ABOUT THIS TASK
Using the listing below, set down each line from the line containing "in traversal order." through the line containing "logically Cartesian cell index.", both ends included, exactly and with nothing added.

________________

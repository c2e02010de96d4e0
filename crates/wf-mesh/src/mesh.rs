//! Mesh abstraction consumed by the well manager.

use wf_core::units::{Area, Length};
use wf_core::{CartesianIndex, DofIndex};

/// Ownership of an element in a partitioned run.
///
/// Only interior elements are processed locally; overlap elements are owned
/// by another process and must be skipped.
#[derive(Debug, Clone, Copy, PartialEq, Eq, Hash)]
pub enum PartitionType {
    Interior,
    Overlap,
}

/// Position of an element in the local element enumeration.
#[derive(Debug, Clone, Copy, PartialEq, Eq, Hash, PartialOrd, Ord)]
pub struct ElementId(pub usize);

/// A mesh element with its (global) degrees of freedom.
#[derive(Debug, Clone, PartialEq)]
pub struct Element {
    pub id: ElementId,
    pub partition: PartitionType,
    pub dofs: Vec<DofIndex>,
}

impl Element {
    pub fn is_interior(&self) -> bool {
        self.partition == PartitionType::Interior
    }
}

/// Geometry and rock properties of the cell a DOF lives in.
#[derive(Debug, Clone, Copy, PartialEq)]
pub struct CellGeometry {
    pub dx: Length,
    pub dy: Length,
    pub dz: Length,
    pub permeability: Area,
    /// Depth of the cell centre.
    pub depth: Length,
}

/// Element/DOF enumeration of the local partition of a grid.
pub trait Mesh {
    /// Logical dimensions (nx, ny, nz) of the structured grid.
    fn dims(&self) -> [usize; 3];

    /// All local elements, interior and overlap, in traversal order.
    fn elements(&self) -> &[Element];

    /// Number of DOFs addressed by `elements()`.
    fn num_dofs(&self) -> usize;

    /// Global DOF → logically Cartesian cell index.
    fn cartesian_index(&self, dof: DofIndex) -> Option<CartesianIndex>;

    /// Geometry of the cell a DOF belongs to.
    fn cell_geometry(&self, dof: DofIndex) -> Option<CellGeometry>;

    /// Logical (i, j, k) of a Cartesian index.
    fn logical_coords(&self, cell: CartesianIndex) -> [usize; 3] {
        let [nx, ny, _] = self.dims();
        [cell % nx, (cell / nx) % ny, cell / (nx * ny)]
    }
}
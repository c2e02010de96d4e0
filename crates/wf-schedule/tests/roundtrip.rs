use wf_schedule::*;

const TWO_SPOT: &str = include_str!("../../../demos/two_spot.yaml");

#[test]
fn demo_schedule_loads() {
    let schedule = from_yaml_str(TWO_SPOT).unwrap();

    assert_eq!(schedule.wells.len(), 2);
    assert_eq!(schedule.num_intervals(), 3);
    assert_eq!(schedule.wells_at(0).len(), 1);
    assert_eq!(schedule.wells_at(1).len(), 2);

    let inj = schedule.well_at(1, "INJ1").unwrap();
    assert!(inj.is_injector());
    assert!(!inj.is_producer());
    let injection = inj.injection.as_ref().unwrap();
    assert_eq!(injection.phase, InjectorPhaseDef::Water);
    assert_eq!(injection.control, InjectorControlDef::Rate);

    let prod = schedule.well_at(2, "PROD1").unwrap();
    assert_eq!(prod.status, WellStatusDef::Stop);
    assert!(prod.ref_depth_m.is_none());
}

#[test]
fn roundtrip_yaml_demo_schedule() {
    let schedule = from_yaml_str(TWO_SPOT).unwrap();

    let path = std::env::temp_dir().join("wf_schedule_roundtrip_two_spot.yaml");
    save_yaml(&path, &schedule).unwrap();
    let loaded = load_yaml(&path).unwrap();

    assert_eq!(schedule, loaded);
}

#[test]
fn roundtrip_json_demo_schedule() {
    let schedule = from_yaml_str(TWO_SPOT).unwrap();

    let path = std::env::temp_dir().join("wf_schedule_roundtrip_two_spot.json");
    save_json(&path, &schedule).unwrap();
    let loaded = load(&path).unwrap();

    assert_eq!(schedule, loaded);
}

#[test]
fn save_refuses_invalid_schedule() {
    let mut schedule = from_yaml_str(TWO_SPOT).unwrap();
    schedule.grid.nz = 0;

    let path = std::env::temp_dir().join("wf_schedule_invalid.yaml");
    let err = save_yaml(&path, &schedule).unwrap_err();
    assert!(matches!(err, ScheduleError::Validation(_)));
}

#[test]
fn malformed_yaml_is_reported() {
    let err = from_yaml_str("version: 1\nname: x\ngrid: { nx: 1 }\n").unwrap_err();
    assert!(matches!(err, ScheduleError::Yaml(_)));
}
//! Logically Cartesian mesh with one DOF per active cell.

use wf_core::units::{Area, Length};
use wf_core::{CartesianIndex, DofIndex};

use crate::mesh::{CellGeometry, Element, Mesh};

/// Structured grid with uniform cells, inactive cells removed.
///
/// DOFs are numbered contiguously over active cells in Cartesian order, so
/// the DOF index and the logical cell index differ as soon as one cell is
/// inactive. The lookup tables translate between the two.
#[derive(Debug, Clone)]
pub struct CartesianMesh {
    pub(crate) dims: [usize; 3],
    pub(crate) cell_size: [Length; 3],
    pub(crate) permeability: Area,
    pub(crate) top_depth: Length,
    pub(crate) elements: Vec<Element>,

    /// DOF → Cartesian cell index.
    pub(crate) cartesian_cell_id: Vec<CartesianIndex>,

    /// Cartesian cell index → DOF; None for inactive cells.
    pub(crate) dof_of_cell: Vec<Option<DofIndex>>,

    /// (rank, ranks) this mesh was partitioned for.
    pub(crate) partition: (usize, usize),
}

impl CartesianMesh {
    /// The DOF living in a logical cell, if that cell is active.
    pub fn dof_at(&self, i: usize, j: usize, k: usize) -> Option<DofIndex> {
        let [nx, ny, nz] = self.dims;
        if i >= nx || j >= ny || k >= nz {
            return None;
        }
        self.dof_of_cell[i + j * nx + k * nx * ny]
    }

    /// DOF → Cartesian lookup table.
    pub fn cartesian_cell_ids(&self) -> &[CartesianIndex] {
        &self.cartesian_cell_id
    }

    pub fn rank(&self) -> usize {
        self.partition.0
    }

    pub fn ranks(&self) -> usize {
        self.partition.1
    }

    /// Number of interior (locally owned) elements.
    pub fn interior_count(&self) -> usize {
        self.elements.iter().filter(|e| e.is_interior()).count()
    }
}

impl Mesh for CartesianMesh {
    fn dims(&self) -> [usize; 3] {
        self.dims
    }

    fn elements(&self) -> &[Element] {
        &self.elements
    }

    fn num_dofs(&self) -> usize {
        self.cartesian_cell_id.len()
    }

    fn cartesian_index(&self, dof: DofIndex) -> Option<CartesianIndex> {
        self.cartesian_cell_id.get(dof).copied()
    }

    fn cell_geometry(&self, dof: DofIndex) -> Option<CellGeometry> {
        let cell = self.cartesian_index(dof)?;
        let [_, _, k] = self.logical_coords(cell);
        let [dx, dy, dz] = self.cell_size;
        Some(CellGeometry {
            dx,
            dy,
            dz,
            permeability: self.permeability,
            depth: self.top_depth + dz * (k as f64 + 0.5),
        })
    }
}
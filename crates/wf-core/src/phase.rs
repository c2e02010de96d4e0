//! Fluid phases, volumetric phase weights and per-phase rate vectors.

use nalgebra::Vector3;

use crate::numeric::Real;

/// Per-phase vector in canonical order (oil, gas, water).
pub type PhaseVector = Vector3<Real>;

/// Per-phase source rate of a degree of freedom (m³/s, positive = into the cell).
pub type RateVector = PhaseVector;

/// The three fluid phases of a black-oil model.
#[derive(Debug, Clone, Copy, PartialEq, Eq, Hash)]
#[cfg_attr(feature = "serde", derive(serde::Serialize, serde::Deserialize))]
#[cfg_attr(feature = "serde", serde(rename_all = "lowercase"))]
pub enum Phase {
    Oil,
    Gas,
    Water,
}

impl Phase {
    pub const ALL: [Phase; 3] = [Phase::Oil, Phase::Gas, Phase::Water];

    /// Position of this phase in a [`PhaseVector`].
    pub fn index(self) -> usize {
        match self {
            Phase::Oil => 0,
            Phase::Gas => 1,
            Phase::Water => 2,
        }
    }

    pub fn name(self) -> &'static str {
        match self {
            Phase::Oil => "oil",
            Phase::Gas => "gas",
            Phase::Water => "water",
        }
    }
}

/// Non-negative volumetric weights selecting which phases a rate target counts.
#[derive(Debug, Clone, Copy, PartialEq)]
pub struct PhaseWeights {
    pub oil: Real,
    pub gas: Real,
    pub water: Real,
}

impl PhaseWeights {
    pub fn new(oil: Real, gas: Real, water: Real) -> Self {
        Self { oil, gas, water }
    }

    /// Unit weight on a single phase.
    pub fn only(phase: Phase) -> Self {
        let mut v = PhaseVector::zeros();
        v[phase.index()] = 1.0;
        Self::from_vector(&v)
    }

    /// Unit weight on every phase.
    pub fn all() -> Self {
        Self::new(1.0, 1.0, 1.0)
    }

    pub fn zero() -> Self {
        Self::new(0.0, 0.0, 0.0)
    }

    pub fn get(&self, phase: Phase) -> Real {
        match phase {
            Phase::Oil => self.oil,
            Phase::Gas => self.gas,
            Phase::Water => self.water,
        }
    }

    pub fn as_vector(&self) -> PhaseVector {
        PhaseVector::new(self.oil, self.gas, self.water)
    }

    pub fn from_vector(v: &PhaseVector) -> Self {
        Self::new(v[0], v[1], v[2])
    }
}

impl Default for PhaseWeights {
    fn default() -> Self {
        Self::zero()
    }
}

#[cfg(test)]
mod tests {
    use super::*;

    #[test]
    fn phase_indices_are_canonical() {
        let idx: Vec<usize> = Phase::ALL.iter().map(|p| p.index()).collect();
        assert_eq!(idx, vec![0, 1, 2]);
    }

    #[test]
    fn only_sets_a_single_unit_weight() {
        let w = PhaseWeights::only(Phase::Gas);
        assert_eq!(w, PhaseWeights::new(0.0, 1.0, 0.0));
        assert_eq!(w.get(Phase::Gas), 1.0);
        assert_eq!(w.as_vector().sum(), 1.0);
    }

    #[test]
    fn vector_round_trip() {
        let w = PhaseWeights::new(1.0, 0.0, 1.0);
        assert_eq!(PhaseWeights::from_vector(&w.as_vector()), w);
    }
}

________________

RESULT FOR THIS TASK
    /// All local elements, interior and overlap, in traversal order.
    fn elements(&self) -> &[Element];

    /// Number of DOFs addressed by `elements()`.
    fn num_dofs(&self) -> usize;

    /// Global DOF → logically Cartesian cell index.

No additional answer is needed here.